The definition of the upper cell of the graph in Section 3.1 is now complete. The code block from the LAYOUT OVERLAY to ENDLAYOUT in the above program that is enclosed in the brace defines the upper cell. As we go ahead with building this graph, we will refer to this block of code as the “upper cell,” and we will not display its contents to save space.
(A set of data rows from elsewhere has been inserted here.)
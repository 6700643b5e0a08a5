//! Remote agent invocation.
//!
//! The actual model call goes through a local gateway daemon that fronts
//! the hosted query service; the gateway speaks a small JSON-over-SSE
//! protocol (`text_delta`, `tool_use`, `error`, `done` events). The
//! transport sits behind a trait so the invoker is testable without a
//! network.

use std::path::{Path, PathBuf};
use std::sync::Arc;

use async_trait::async_trait;
use tokio_util::sync::CancellationToken;
use tracing::{debug, info};

use agentkey_common::{AiError, OutputMode};

use crate::prompt;
use crate::reasoning::split_reasoning;
use crate::registry::AgentSpec;
use crate::streaming::{parse_response, SseEvent};
use crate::AgentResult;

const DEFAULT_GATEWAY_URL: &str = "http://127.0.0.1:8787/v1/query";

/// Tools granted to agents unless a caller narrows the set.
pub const DEFAULT_TOOLS: [&str; 5] = ["Read", "Write", "Edit", "Grep", "Glob"];

/// Body parameter keys the gateway reports tool paths under.
const PATH_PARAMS: [&str; 5] = ["file_path", "path", "filepath", "filename", "url"];

/// Per-invocation options forwarded to the gateway.
#[derive(Debug, Clone)]
pub struct QueryOptions {
    pub system_prompt: String,
    pub allowed_tools: Vec<String>,
    pub permission_mode: String,
    pub cwd: Option<PathBuf>,
}

impl QueryOptions {
    pub fn new(system_prompt: impl Into<String>) -> Self {
        Self {
            system_prompt: system_prompt.into(),
            allowed_tools: DEFAULT_TOOLS.iter().map(|t| t.to_string()).collect(),
            permission_mode: "bypassPermissions".to_string(),
            cwd: None,
        }
    }

    pub fn with_cwd(mut self, cwd: impl Into<PathBuf>) -> Self {
        self.cwd = Some(cwd.into());
        self
    }
}

/// Items surfaced while a query streams.
#[derive(Debug, Clone)]
pub enum StreamEvent {
    /// A text chunk of the final payload.
    Text(String),
    /// The remote agent used a tool; purely informational.
    ToolUse {
        tool: String,
        file_path: Option<String>,
    },
}

#[async_trait]
pub trait ModelTransport: Send + Sync {
    /// Run one query to completion, returning the concatenated payload.
    /// `on_event` observes the stream; it must never affect control flow.
    async fn query(
        &self,
        prompt: &str,
        options: &QueryOptions,
        on_event: Box<dyn FnMut(StreamEvent) + Send>,
    ) -> Result<String, AiError>;
}

/// Gateway connection settings.
#[derive(Debug, Clone)]
pub struct GatewayConfig {
    pub url: String,
    pub token: Option<String>,
}

impl GatewayConfig {
    /// `AGENTKEY_GATEWAY_URL` overrides the default local gateway;
    /// `AGENTKEY_GATEWAY_TOKEN` is attached as `x-api-key` when set.
    pub fn from_env() -> Self {
        Self {
            url: std::env::var("AGENTKEY_GATEWAY_URL")
                .unwrap_or_else(|_| DEFAULT_GATEWAY_URL.to_string()),
            token: std::env::var("AGENTKEY_GATEWAY_TOKEN").ok(),
        }
    }
}

/// HTTP implementation of [`ModelTransport`].
pub struct HttpTransport {
    config: GatewayConfig,
    http: reqwest::Client,
}

impl HttpTransport {
    pub fn new(config: GatewayConfig) -> Self {
        Self {
            config,
            http: reqwest::Client::new(),
        }
    }

    fn build_request_body(&self, prompt: &str, options: &QueryOptions) -> serde_json::Value {
        let mut body = serde_json::json!({
            "prompt": prompt,
            "system_prompt": options.system_prompt,
            "allowed_tools": options.allowed_tools,
            "permission_mode": options.permission_mode,
            "stream": true,
        });
        if let Some(ref cwd) = options.cwd {
            body["cwd"] = serde_json::json!(cwd.to_string_lossy());
        }
        body
    }
}

#[async_trait]
impl ModelTransport for HttpTransport {
    async fn query(
        &self,
        prompt: &str,
        options: &QueryOptions,
        mut on_event: Box<dyn FnMut(StreamEvent) + Send>,
    ) -> Result<String, AiError> {
        let body = self.build_request_body(prompt, options);

        debug!(url = %self.config.url, "gateway query");
        let mut request = self
            .http
            .post(&self.config.url)
            .header("content-type", "application/json")
            .json(&body);
        if let Some(ref token) = self.config.token {
            request = request.header("x-api-key", token);
        }

        let response = request
            .send()
            .await
            .map_err(|e| AiError::NetworkError(e.to_string()))?;

        let status = response.status();
        if !status.is_success() {
            let text = response.text().await.unwrap_or_default();
            return Err(AiError::ApiError(format!("HTTP {status}: {text}")));
        }

        let mut payload = String::new();
        let mut remote_error: Option<String> = None;

        parse_response(response, |event: SseEvent| {
            let data: serde_json::Value = match serde_json::from_str(&event.data) {
                Ok(data) => data,
                Err(_) => return,
            };
            match event.event.as_deref().unwrap_or("") {
                "text_delta" => {
                    if let Some(text) = data["text"].as_str() {
                        payload.push_str(text);
                        on_event(StreamEvent::Text(text.to_string()));
                    }
                }
                "tool_use" => {
                    let tool = data["name"].as_str().unwrap_or("").to_string();
                    if tool.is_empty() {
                        return;
                    }
                    let file_path = PATH_PARAMS
                        .iter()
                        .find_map(|p| data["input"][*p].as_str())
                        .map(String::from);
                    on_event(StreamEvent::ToolUse { tool, file_path });
                }
                "error" => {
                    remote_error = data["message"].as_str().map(String::from);
                }
                _ => {}
            }
        })
        .await?;

        if let Some(message) = remote_error {
            return Err(AiError::ApiError(message));
        }
        Ok(payload)
    }
}

/// Request data for one invocation, assembled by the trigger handler.
#[derive(Debug, Clone, Copy)]
pub struct InvocationRequest<'a> {
    pub task: &'a str,
    pub context_folder: Option<&'a str>,
    pub focus_file: Option<&'a str>,
    pub image_path: Option<&'a Path>,
    pub output_mode: OutputMode,
    pub verbose: bool,
}

/// Drives one agent invocation end to end: prompt assembly, the remote
/// call, reasoning extraction, and filename suggestion.
pub struct AgentInvoker {
    transport: Arc<dyn ModelTransport>,
}

impl AgentInvoker {
    pub fn new(transport: Arc<dyn ModelTransport>) -> Self {
        Self { transport }
    }

    /// Invoke `agent` with `request`. Tool-use progress lines go to
    /// `progress` when verbose logging is on. Cancelling the token aborts
    /// the call with [`AiError::Cancelled`].
    pub async fn invoke(
        &self,
        agent: &AgentSpec,
        request: InvocationRequest<'_>,
        cancel: &CancellationToken,
        progress: impl Fn(String) + Send + Sync + 'static,
    ) -> Result<AgentResult, AiError> {
        info!("invoking agent: {}", agent.name);

        let system_prompt = agent.system_prompt(request.context_folder, request.focus_file);
        let user_prompt = prompt::build_prompt(
            request.task,
            request.context_folder,
            request.focus_file,
            request.image_path,
        );
        let mut options = QueryOptions::new(system_prompt);
        if let Some(folder) = request.context_folder {
            options = options.with_cwd(folder);
        }

        let verbose = request.verbose;
        let on_event = Box::new(move |event: StreamEvent| {
            if let StreamEvent::ToolUse { tool, file_path } = event {
                debug!("remote tool use: {tool}");
                if verbose {
                    let line = match file_path {
                        Some(path) => format!("using {tool}: {path}"),
                        None => format!("using {tool}"),
                    };
                    progress(line);
                }
            }
        });

        let payload = tokio::select! {
            _ = cancel.cancelled() => {
                info!("invocation cancelled: {}", agent.name);
                return Err(AiError::Cancelled);
            }
            result = self.transport.query(&user_prompt, &options, on_event) => result?,
        };

        if payload.trim().is_empty() {
            return Err(AiError::EmptyResult);
        }

        let (content, reasoning_trace) = split_reasoning(&payload);
        let suggested_filename = if agent.planning {
            Some(prompt::planning_slug(request.task, agent.category))
        } else {
            prompt::suggest_filename(request.task)
        };

        info!(
            "agent {} produced {} chars (trace: {})",
            agent.name,
            content.len(),
            reasoning_trace.is_some()
        );

        let mut result = AgentResult::new(content, request.output_mode);
        result.reasoning_trace = reasoning_trace;
        result.suggested_filename = suggested_filename;
        result.metadata.insert("agent".to_string(), agent.name.to_string());
        if let Some(folder) = request.context_folder {
            result
                .metadata
                .insert("context_folder".to_string(), folder.to_string());
        }
        Ok(result)
    }
}

#[cfg(test)]
mod tests {
    use super::*;
    use crate::registry::AgentRegistry;
    use std::sync::Mutex;

    struct CannedTransport {
        payload: &'static str,
        tool_events: Vec<(&'static str, Option<&'static str>)>,
    }

    #[async_trait]
    impl ModelTransport for CannedTransport {
        async fn query(
            &self,
            _prompt: &str,
            _options: &QueryOptions,
            mut on_event: Box<dyn FnMut(StreamEvent) + Send>,
        ) -> Result<String, AiError> {
            for (tool, path) in &self.tool_events {
                on_event(StreamEvent::ToolUse {
                    tool: tool.to_string(),
                    file_path: path.map(String::from),
                });
            }
            Ok(self.payload.to_string())
        }
    }

    struct HangingTransport;

    #[async_trait]
    impl ModelTransport for HangingTransport {
        async fn query(
            &self,
            _prompt: &str,
            _options: &QueryOptions,
            _on_event: Box<dyn FnMut(StreamEvent) + Send>,
        ) -> Result<String, AiError> {
            std::future::pending().await
        }
    }

    fn request(task: &str) -> InvocationRequest<'_> {
        InvocationRequest {
            task,
            context_folder: Some("/proj"),
            focus_file: None,
            image_path: None,
            output_mode: OutputMode::Auto,
            verbose: false,
        }
    }

    #[tokio::test]
    async fn splits_reasoning_and_records_metadata() {
        let invoker = AgentInvoker::new(Arc::new(CannedTransport {
            payload: "the fix\n---\nchecked the stack trace first",
            tool_events: vec![],
        }));
        let agent = AgentRegistry::by_name("Diagnostics Agent").unwrap();

        let result = invoker
            .invoke(agent, request("why does this panic"), &CancellationToken::new(), |_| {})
            .await
            .unwrap();

        assert_eq!(result.content, "the fix");
        assert_eq!(
            result.reasoning_trace.as_deref(),
            Some("checked the stack trace first")
        );
        assert_eq!(result.context_folder(), Some("/proj"));
        assert_eq!(result.metadata.get("agent").unwrap(), "Diagnostics Agent");
    }

    #[tokio::test]
    async fn planning_agent_gets_a_specs_slug() {
        let invoker = AgentInvoker::new(Arc::new(CannedTransport {
            payload: "# Feature: dark mode\n...",
            tool_events: vec![],
        }));
        let agent = AgentRegistry::by_name("Feature Planner").unwrap();

        let result = invoker
            .invoke(
                agent,
                request("Add dark mode toggle for the settings panel"),
                &CancellationToken::new(),
                |_| {},
            )
            .await
            .unwrap();

        assert_eq!(
            result.suggested_filename.as_deref(),
            Some("specs/dark_mode_toggle_settings.md")
        );
    }

    #[tokio::test]
    async fn non_planning_agent_uses_keyword_heuristic() {
        let invoker = AgentInvoker::new(Arc::new(CannedTransport {
            payload: "print('hi')",
            tool_events: vec![],
        }));
        let agent = AgentRegistry::by_name("Implementation Agent").unwrap();

        let result = invoker
            .invoke(agent, request("write a python scraper"), &CancellationToken::new(), |_| {})
            .await
            .unwrap();

        assert_eq!(result.suggested_filename.as_deref(), Some("script.py"));
    }

    #[tokio::test]
    async fn empty_payload_is_an_error() {
        let invoker = AgentInvoker::new(Arc::new(CannedTransport {
            payload: "  \n ",
            tool_events: vec![],
        }));
        let agent = AgentRegistry::by_name("Prompt Assistant").unwrap();

        let err = invoker
            .invoke(agent, request("do nothing"), &CancellationToken::new(), |_| {})
            .await
            .unwrap_err();
        assert!(matches!(err, AiError::EmptyResult));
    }

    #[tokio::test]
    async fn cancellation_aborts_the_call() {
        let invoker = AgentInvoker::new(Arc::new(HangingTransport));
        let agent = AgentRegistry::by_name("Prompt Assistant").unwrap();
        let cancel = CancellationToken::new();
        cancel.cancel();

        let err = invoker
            .invoke(agent, request("anything"), &cancel, |_| {})
            .await
            .unwrap_err();
        assert!(matches!(err, AiError::Cancelled));
    }

    #[tokio::test]
    async fn tool_events_reach_the_progress_sink_only_when_verbose() {
        let transport = Arc::new(CannedTransport {
            payload: "done",
            tool_events: vec![("Read", Some("/proj/main.rs")), ("Grep", None)],
        });
        let agent = AgentRegistry::by_name("Implementation Agent").unwrap();

        let lines: Arc<Mutex<Vec<String>>> = Arc::new(Mutex::new(Vec::new()));
        let sink = lines.clone();
        let mut req = request("change something");
        req.verbose = true;

        AgentInvoker::new(transport.clone())
            .invoke(agent, req, &CancellationToken::new(), move |line| {
                sink.lock().unwrap().push(line);
            })
            .await
            .unwrap();
        assert_eq!(
            *lines.lock().unwrap(),
            vec!["using Read: /proj/main.rs".to_string(), "using Grep".to_string()]
        );

        let quiet: Arc<Mutex<Vec<String>>> = Arc::new(Mutex::new(Vec::new()));
        let sink = quiet.clone();
        AgentInvoker::new(transport)
            .invoke(agent, request("change something"), &CancellationToken::new(), move |line| {
                sink.lock().unwrap().push(line);
            })
            .await
            .unwrap();
        assert!(quiet.lock().unwrap().is_empty());
    }
}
3.6 Adding the Title and Footnote

In the program shown below, <Upper cell plot statements> represents the statements needed to create the histogram. We need the space to show the statements that we use to enhance the graph.

  proc template;

       define statgraph gtl.dist6;

            begingraph;

                entrytitle

                      'Distribution of Mileage';

                entryfootnote halign=left

                      'Excluding Hybrids';

                layout overlay /xaxisopts=

                             (display=(ticks

                               tickvalues));

                       < upper cell

                           plot statements >

                  endlayout;

            endgraph;

       end;

  run;

image

Here we have added a title and a footnote. These statements must be placed within the context of the outermost BEGINGRAPH block. The TITLE and FOOTNOTE statements can be placed anywhere in the outer block. The title is always drawn at the top of the graph, and the footnote is always drawn at the bottom. Multiple title and footnote statements can be provided, and they are drawn in the order in which they are specified. For the footnote, we have specified HALIGN=left.
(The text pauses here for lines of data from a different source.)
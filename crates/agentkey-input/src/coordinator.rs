use std::collections::HashMap;
use std::path::PathBuf;
use std::time::Duration;

use agentkey_platform::screen::CaptureRegion;

use crate::content::{InputContent, InputKind};
use crate::strategies::{
    ClipboardImageStrategy, EditorActiveFileStrategy, FileUploadStrategy, ScreenshotStrategy,
    SelectedTextStrategy, TextSelectionStrategy,
};
use crate::strategy::CaptureStrategy;

/// Auto-detection order. Screenshot and the editor file are excluded:
/// both require an explicit user action or are intrusive to probe.
const AUTO_DETECT_ORDER: [InputKind; 4] = [
    InputKind::TextSelection,
    InputKind::SelectedText,
    InputKind::FileUpload,
    InputKind::ClipboardImage,
];

/// Owns the capture strategy set and picks between them.
pub struct InputCoordinator {
    strategies: Vec<Box<dyn CaptureStrategy>>,
    active: Option<InputKind>,
}

impl InputCoordinator {
    /// All six real strategies in their standard order.
    pub fn new() -> Self {
        Self::with_strategies(vec![
            Box::new(TextSelectionStrategy::new()),
            Box::new(SelectedTextStrategy::new()),
            Box::new(FileUploadStrategy::new()),
            Box::new(ClipboardImageStrategy::new()),
            Box::new(ScreenshotStrategy::new()),
            Box::new(EditorActiveFileStrategy::new()),
        ])
    }

    /// Injection point for tests and alternative strategy sets.
    pub fn with_strategies(strategies: Vec<Box<dyn CaptureStrategy>>) -> Self {
        Self {
            strategies,
            active: None,
        }
    }

    /// Capture input, honoring a preferred kind and the agent's allow-list.
    ///
    /// A preferred kind outside the allow-list is a configuration
    /// violation: returns `None` without attempting any capture. With
    /// `fallback`, a failed preferred capture falls through to
    /// auto-detection over [`AUTO_DETECT_ORDER`] filtered by the
    /// allow-list. `None` from this method means "no input, do nothing";
    /// it is never an error to propagate.
    pub fn capture(
        &mut self,
        preferred: Option<InputKind>,
        fallback: bool,
        allowed: Option<&[String]>,
    ) -> Option<InputContent> {
        if let Some(kind) = preferred {
            if let Some(allowed) = allowed {
                if !allowed.iter().any(|k| k == kind.as_str()) {
                    tracing::warn!("preferred input {} not in allow-list", kind.as_str());
                    return None;
                }
            }
            if let Some(content) = self.try_kind(kind) {
                self.active = Some(kind);
                tracing::info!("captured preferred input: {}", kind.as_str());
                return Some(content);
            }
            if !fallback {
                tracing::warn!("preferred input {} unavailable", kind.as_str());
                return None;
            }
        }

        for kind in AUTO_DETECT_ORDER {
            if let Some(allowed) = allowed {
                if !allowed.iter().any(|k| k == kind.as_str()) {
                    continue;
                }
            }
            if let Some(content) = self.try_kind(kind) {
                self.active = Some(kind);
                tracing::info!("auto-detected input: {}", kind.as_str());
                return Some(content);
            }
        }

        tracing::warn!("no input available from any source");
        None
    }

    fn try_kind(&mut self, kind: InputKind) -> Option<InputContent> {
        let strategy = self.strategies.iter_mut().find(|s| s.kind() == kind)?;
        if !strategy.is_available() {
            return None;
        }
        strategy.capture().filter(InputContent::has_payload)
    }

    /// Configure the file-upload strategy from a drop event.
    pub fn set_file_upload(&mut self, path: PathBuf) {
        for strategy in &mut self.strategies {
            if strategy.set_source_file(Some(path.clone())) {
                return;
            }
        }
    }

    pub fn clear_file_upload(&mut self) {
        for strategy in &mut self.strategies {
            if strategy.set_source_file(None) {
                return;
            }
        }
    }

    /// Invoke the screenshot strategy directly, bypassing priority order.
    pub fn take_screenshot(&mut self, region: Option<CaptureRegion>) -> Option<InputContent> {
        let strategy = self
            .strategies
            .iter_mut()
            .find(|s| s.kind() == InputKind::Screenshot)?;
        let content = match region {
            Some(r) => strategy.capture_with_region(r),
            None => strategy.capture(),
        };
        if content.is_some() {
            self.active = Some(InputKind::Screenshot);
        }
        content
    }

    /// The kind that produced the most recent successful capture.
    pub fn active_kind(&self) -> Option<InputKind> {
        self.active
    }

    /// Sweep every strategy's temp artifacts, returning per-kind counts.
    pub fn cleanup_temp_files(&mut self, max_age_hours: u64) -> HashMap<InputKind, usize> {
        let max_age = Duration::from_secs(max_age_hours * 3600);
        self.strategies
            .iter_mut()
            .map(|s| (s.kind(), s.sweep_temp(max_age)))
            .collect()
    }

    /// Availability of every strategy, for diagnostics.
    pub fn availability(&mut self) -> Vec<(InputKind, bool)> {
        self.strategies
            .iter_mut()
            .map(|s| (s.kind(), s.is_available()))
            .collect()
    }

    /// Human-readable status block for the shell's log pane.
    pub fn status_summary(&mut self) -> String {
        let mut lines = vec!["Input status:".to_string()];
        for (kind, available) in self.availability() {
            let mark = if available { "ok" } else { "--" };
            lines.push(format!("  [{mark}] {}", kind.display_name()));
        }
        if let Some(active) = self.active {
            lines.push(format!("  active: {}", active.as_str()));
        }
        lines.join("\n")
    }
}

impl Default for InputCoordinator {
    fn default() -> Self {
        Self::new()
    }
}

#[cfg(test)]
mod tests {
    use super::*;
    use std::sync::atomic::{AtomicUsize, Ordering};
    use std::sync::Arc;

    struct FakeStrategy {
        kind: InputKind,
        available: bool,
        text: Option<&'static str>,
        capture_calls: Arc<AtomicUsize>,
        sweep_counts: Vec<usize>,
    }

    impl FakeStrategy {
        fn new(kind: InputKind, available: bool, text: Option<&'static str>) -> Self {
            Self {
                kind,
                available,
                text,
                capture_calls: Arc::new(AtomicUsize::new(0)),
                sweep_counts: vec![],
            }
        }

        fn with_sweeps(mut self, counts: Vec<usize>) -> Self {
            self.sweep_counts = counts;
            self
        }

        fn call_counter(&self) -> Arc<AtomicUsize> {
            self.capture_calls.clone()
        }
    }

    impl CaptureStrategy for FakeStrategy {
        fn kind(&self) -> InputKind {
            self.kind
        }

        fn is_available(&mut self) -> bool {
            self.available
        }

        fn capture(&mut self) -> Option<InputContent> {
            self.capture_calls.fetch_add(1, Ordering::SeqCst);
            self.text
                .map(|t| InputContent::new(self.kind).with_text(t))
        }

        fn sweep_temp(&mut self, _max_age: Duration) -> usize {
            if self.sweep_counts.is_empty() {
                0
            } else {
                self.sweep_counts.remove(0)
            }
        }
    }

    fn allowed(kinds: &[&str]) -> Vec<String> {
        kinds.iter().map(|s| s.to_string()).collect()
    }

    #[test]
    fn auto_detect_follows_priority_order() {
        let mut coordinator = InputCoordinator::with_strategies(vec![
            Box::new(FakeStrategy::new(InputKind::TextSelection, false, None)),
            Box::new(FakeStrategy::new(InputKind::SelectedText, false, None)),
            Box::new(FakeStrategy::new(InputKind::FileUpload, true, Some("from file"))),
            Box::new(FakeStrategy::new(InputKind::ClipboardImage, true, Some("img"))),
        ]);

        let content = coordinator.capture(None, true, None).unwrap();
        assert_eq!(content.kind, InputKind::FileUpload);
        assert_eq!(coordinator.active_kind(), Some(InputKind::FileUpload));
    }

    #[test]
    fn screenshot_is_excluded_from_auto_detect() {
        let mut coordinator = InputCoordinator::with_strategies(vec![
            Box::new(FakeStrategy::new(InputKind::TextSelection, false, None)),
            Box::new(FakeStrategy::new(InputKind::Screenshot, true, Some("grab"))),
            Box::new(FakeStrategy::new(InputKind::EditorActiveFile, true, Some("src"))),
        ]);

        assert!(coordinator.capture(None, true, None).is_none());
    }

    #[test]
    fn preferred_kind_outside_allow_list_is_rejected_before_capture() {
        let screenshot = FakeStrategy::new(InputKind::Screenshot, true, Some("grab"));
        let calls = screenshot.call_counter();
        let mut coordinator = InputCoordinator::with_strategies(vec![Box::new(screenshot)]);

        let result = coordinator.capture(
            Some(InputKind::Screenshot),
            true,
            Some(&allowed(&["text_selection"])),
        );
        assert!(result.is_none());
        assert_eq!(calls.load(Ordering::SeqCst), 0);
    }

    #[test]
    fn allow_list_filters_auto_detect() {
        let mut coordinator = InputCoordinator::with_strategies(vec![
            Box::new(FakeStrategy::new(InputKind::TextSelection, true, Some("clip"))),
            Box::new(FakeStrategy::new(InputKind::FileUpload, true, Some("file"))),
        ]);

        let content = coordinator
            .capture(None, true, Some(&allowed(&["file_upload"])))
            .unwrap();
        assert_eq!(content.kind, InputKind::FileUpload);
    }

    #[test]
    fn preferred_failure_without_fallback_returns_none() {
        let mut coordinator = InputCoordinator::with_strategies(vec![
            Box::new(FakeStrategy::new(InputKind::FileUpload, false, None)),
            Box::new(FakeStrategy::new(InputKind::TextSelection, true, Some("clip"))),
        ]);

        let result = coordinator.capture(Some(InputKind::FileUpload), false, None);
        assert!(result.is_none());
    }

    #[test]
    fn preferred_failure_with_fallback_auto_detects() {
        let mut coordinator = InputCoordinator::with_strategies(vec![
            Box::new(FakeStrategy::new(InputKind::FileUpload, false, None)),
            Box::new(FakeStrategy::new(InputKind::TextSelection, true, Some("clip"))),
        ]);

        let content = coordinator
            .capture(Some(InputKind::FileUpload), true, None)
            .unwrap();
        assert_eq!(content.kind, InputKind::TextSelection);
    }

    #[test]
    fn empty_capture_counts_as_unavailable() {
        // Available but yields an empty envelope: must not surface.
        let mut coordinator = InputCoordinator::with_strategies(vec![Box::new(
            FakeStrategy::new(InputKind::TextSelection, true, None),
        )]);
        assert!(coordinator.capture(None, true, None).is_none());
    }

    struct SourceFileStrategy {
        path: Option<PathBuf>,
    }

    impl CaptureStrategy for SourceFileStrategy {
        fn kind(&self) -> InputKind {
            InputKind::FileUpload
        }

        fn is_available(&mut self) -> bool {
            self.path.is_some()
        }

        fn capture(&mut self) -> Option<InputContent> {
            let path = self.path.clone()?;
            Some(InputContent::new(InputKind::FileUpload).with_file_path(path).with_text("body"))
        }

        fn set_source_file(&mut self, path: Option<PathBuf>) -> bool {
            self.path = path;
            true
        }
    }

    #[test]
    fn file_upload_round_trip_through_the_coordinator() {
        let mut coordinator =
            InputCoordinator::with_strategies(vec![Box::new(SourceFileStrategy { path: None })]);
        assert!(coordinator.capture(Some(InputKind::FileUpload), false, None).is_none());

        coordinator.set_file_upload(PathBuf::from("/tmp/notes.txt"));
        let content = coordinator
            .capture(Some(InputKind::FileUpload), false, None)
            .unwrap();
        assert_eq!(content.file_path.as_deref(), Some(std::path::Path::new("/tmp/notes.txt")));

        coordinator.clear_file_upload();
        assert!(coordinator.capture(Some(InputKind::FileUpload), false, None).is_none());
    }

    #[test]
    fn cleanup_reports_per_strategy_counts() {
        let mut coordinator = InputCoordinator::with_strategies(vec![
            Box::new(
                FakeStrategy::new(InputKind::ClipboardImage, false, None).with_sweeps(vec![3, 0]),
            ),
            Box::new(FakeStrategy::new(InputKind::Screenshot, true, None).with_sweeps(vec![2, 0])),
        ]);

        let first = coordinator.cleanup_temp_files(24);
        assert_eq!(first[&InputKind::ClipboardImage], 3);
        assert_eq!(first[&InputKind::Screenshot], 2);

        let second = coordinator.cleanup_temp_files(24);
        assert_eq!(second[&InputKind::ClipboardImage], 0);
        assert_eq!(second[&InputKind::Screenshot], 0);
    }

    #[test]
    fn concrete_scenario_clipboard_text_with_allow_list() {
        let mut coordinator = InputCoordinator::with_strategies(vec![
            Box::new(FakeStrategy::new(
                InputKind::TextSelection,
                true,
                Some("Refactor this function for clarity"),
            )),
            Box::new(FakeStrategy::new(InputKind::FileUpload, false, None)),
        ]);

        let content = coordinator
            .capture(None, true, Some(&allowed(&["text_selection", "file_upload"])))
            .unwrap();
        assert_eq!(content.kind, InputKind::TextSelection);
        assert_eq!(
            content.text.as_deref(),
            Some("Refactor this function for clarity")
        );
    }
}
Since the title already contains the reference to the analysis variable, it is not necessary to include the x-axis label, which displays the same information. So, to reduce unnecessary ink in the graph, we have suppressed the display of the x-axis label by setting the DISPLAY suboptions in the XAXISOPTS option. Here we have excluded LABEL from the list of suboptions.

This is the preferred way to remove an axis label and recover the space normally reserved for it. We could provide a blank label by setting LABEL=” ” for the x-axis. In this case, a blank label would be drawn, and the space for the label would still be reserved.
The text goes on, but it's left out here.